Accordingly, carbon dioxide gas that enters the water vessel 512 through the inlet 518 flows or bubbles up through the water column 522 before reaching the outlet 520. In the illustrated embodiment, the water vessel 512 also includes an access port 526 to facilitate draining and/or filling the water vessel 512.

[0038] Referring to FIG. 8, the illustrated gas dryer assembly 540 includes a desiccant cartridge 542 having an inlet 544 coupled to the outlet port 520 of the water stripper assembly 510 and an outlet 546 coupled to the gas polisher assembly 570 (see FIG. 9). The desiccant cartridge 542 includes desiccant material, which, in the illustrated embodiment, includes about 1.5 pounds of blue silica beads. In other embodiments, other desiccant materials or amounts of desiccant may be used. In some embodiments, the desiccant material may change color when saturated to indicate when a replacement cartridge is needed. Alternatively, in other

embodiments the gas dryer assembly 540 may include other drying components, such as a refrigeration unit, one or more membranes, and the like. [0039] With reference to FIGS. 9 and 10, the gas polisher assembly 570 includes an inlet 572 coupled to the outlet 546 of the gas dryer assembly 540, an outlet 574 coupled to the second intermediate storage assembly 600 (see FIG. 11), and first and second filter stages 576, 578 disposed between the inlet 572 and the outlet 574. In some embodiments, the first and second filter stages 576, 578 are housed within separately removable cartridges, and in other

embodiments, the first and second filter stages 576, 578 may be housed within a single removable cartridge. In the illustrated embodiment, the first filter stage 576 includes activated carbon and/or other media suitable for removing sulfurous compounds. The second filter stage includes potassium permanganate, activated carbon, and/or other media suitable for removing other unwanted contaminants, such as hydrocarbons, volatile organic compounds, aldehyde, oxygenates, and aromatics. In some embodiments, the positions of the first and second filter stages 576, 578 may be reversed. In other embodiments, the gas polisher assembly 570 may include any number, type, and arrangement of filtering devices configured to remove

contaminants from the carbon dioxide gas.

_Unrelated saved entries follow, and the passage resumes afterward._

use std::time::Duration;

use async_trait::async_trait;
use rust_decimal::Decimal;
use tracing::{debug, warn};

use crate::config::Config;
use crate::error::Result;
use crate::quote::parser::{parse_fx_rate, parse_quote};
use crate::types::{CaptureTick, Market, PriceSnapshot};

/// Where the collector gets prices from. Implementations never fail loudly:
/// every problem collapses to `None` after being logged.
#[async_trait]
pub trait QuoteSource: Send + Sync {
    async fn fetch_price(&self, code: &str, market: Market, tick: &CaptureTick) -> Option<PriceSnapshot>;

    async fn fetch_fx_rate(&self, pair: &str) -> Option<Decimal>;
}

/// Vendor symbol for a raw exchange code.
/// Shanghai A-shares start with `6` → `sh601318`; other A-shares → `sz000002`;
/// H-shares → `hk02318`.
pub fn vendor_symbol(code: &str, market: Market) -> String {
    let code = code.trim();
    match market {
        Market::A if code.starts_with('6') => format!("sh{code}"),
        Market::A => format!("sz{code}"),
        Market::H => format!("hk{code}"),
    }
}

/// `HKDCNY` → `r_hkdcny`.
pub fn fx_symbol(pair: &str) -> String {
    format!("r_{}", pair.trim().to_lowercase())
}

/// HTTP client for the vendor quote endpoint.
pub struct QuoteFetcher {
    client: reqwest::Client,
    base_url: String,
}

impl QuoteFetcher {
    pub fn new(cfg: &Config) -> Result<Self> {
        let client = reqwest::Client::builder()
            .timeout(Duration::from_millis(cfg.quote_timeout_ms))
            .build()?;
        Ok(Self {
            client,
            base_url: cfg.quote_base_url.clone(),
        })
    }

    /// GET `<base_url><symbol>` and return the body, or `None` on any failure.
    async fn get_text(&self, symbol: &str) -> Option<String> {
        let url = format!("{}{}", self.base_url, symbol);
        debug!(%url, "quote request");

        let resp = match self.client.get(&url).send().await {
            Ok(r) => r,
            Err(e) => {
                let kind = if e.is_timeout() { "timeout" } else { "request" };
                warn!(symbol, kind, "quote fetch failed: {e}");
                return None;
            }
        };
        let resp = match resp.error_for_status() {
            Ok(r) => r,
            Err(e) => {
                warn!(symbol, "quote endpoint returned error status: {e}");
                return None;
            }
        };
        match resp.text().await {
            Ok(body) if !body.trim().is_empty() => Some(body),
            Ok(_) => {
                warn!(symbol, "quote endpoint returned an empty body");
                None
            }
            Err(e) => {
                warn!(symbol, "failed to read quote body: {e}");
                None
            }
        }
    }
}

#[async_trait]
impl QuoteSource for QuoteFetcher {
    async fn fetch_price(&self, code: &str, market: Market, tick: &CaptureTick) -> Option<PriceSnapshot> {
        let symbol = vendor_symbol(code, market);
        let body = self.get_text(&symbol).await?;
        match parse_quote(&body, code, market, tick) {
            Ok(snap) => Some(snap),
            Err(e) => {
                warn!(%symbol, %market, "discarding quote: {e}");
                None
            }
        }
    }

    async fn fetch_fx_rate(&self, pair: &str) -> Option<Decimal> {
        let symbol = fx_symbol(pair);
        let body = self.get_text(&symbol).await?;
        match parse_fx_rate(&body) {
            Ok(rate) => Some(rate),
            Err(e) => {
                warn!(%symbol, "discarding fx rate: {e}");
                None
            }
        }
    }
}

[0040] Referring to FIG. 11, the second intermediate storage assembly 600 includes an input line 605, an input valve 610, an output line 615, an output valve 620, and a second storage vessel or volume 625 between the input line 605 and the output line 615. The input line 605 is coupled to the outlet 574 of the gas polisher assembly 570, and the output line 615 is coupled to the compressor assembly 700 (see FIG. 12). A second pressure sensor 630, which communicates with the controller 1000, is coupled to the second storage vessel 625 for monitoring its internal pressure. In the illustrated embodiment, the second pressure sensor 630 is a magnetic float sensor, but other types of pressure sensors may be used. Alternatively, the second pressure sensor 630 may be a pressure switch in direct communication with the output valve 630 and/or the compressor assembly 600. The illustrated second intermediate storage assembly 600 also includes a pressure regulating valve or device 635, such as a burst disk. In other embodiments, other pressure regulating devices, including manual, automatic, spring-operated, or computer- operated pressure regulating devices may be used.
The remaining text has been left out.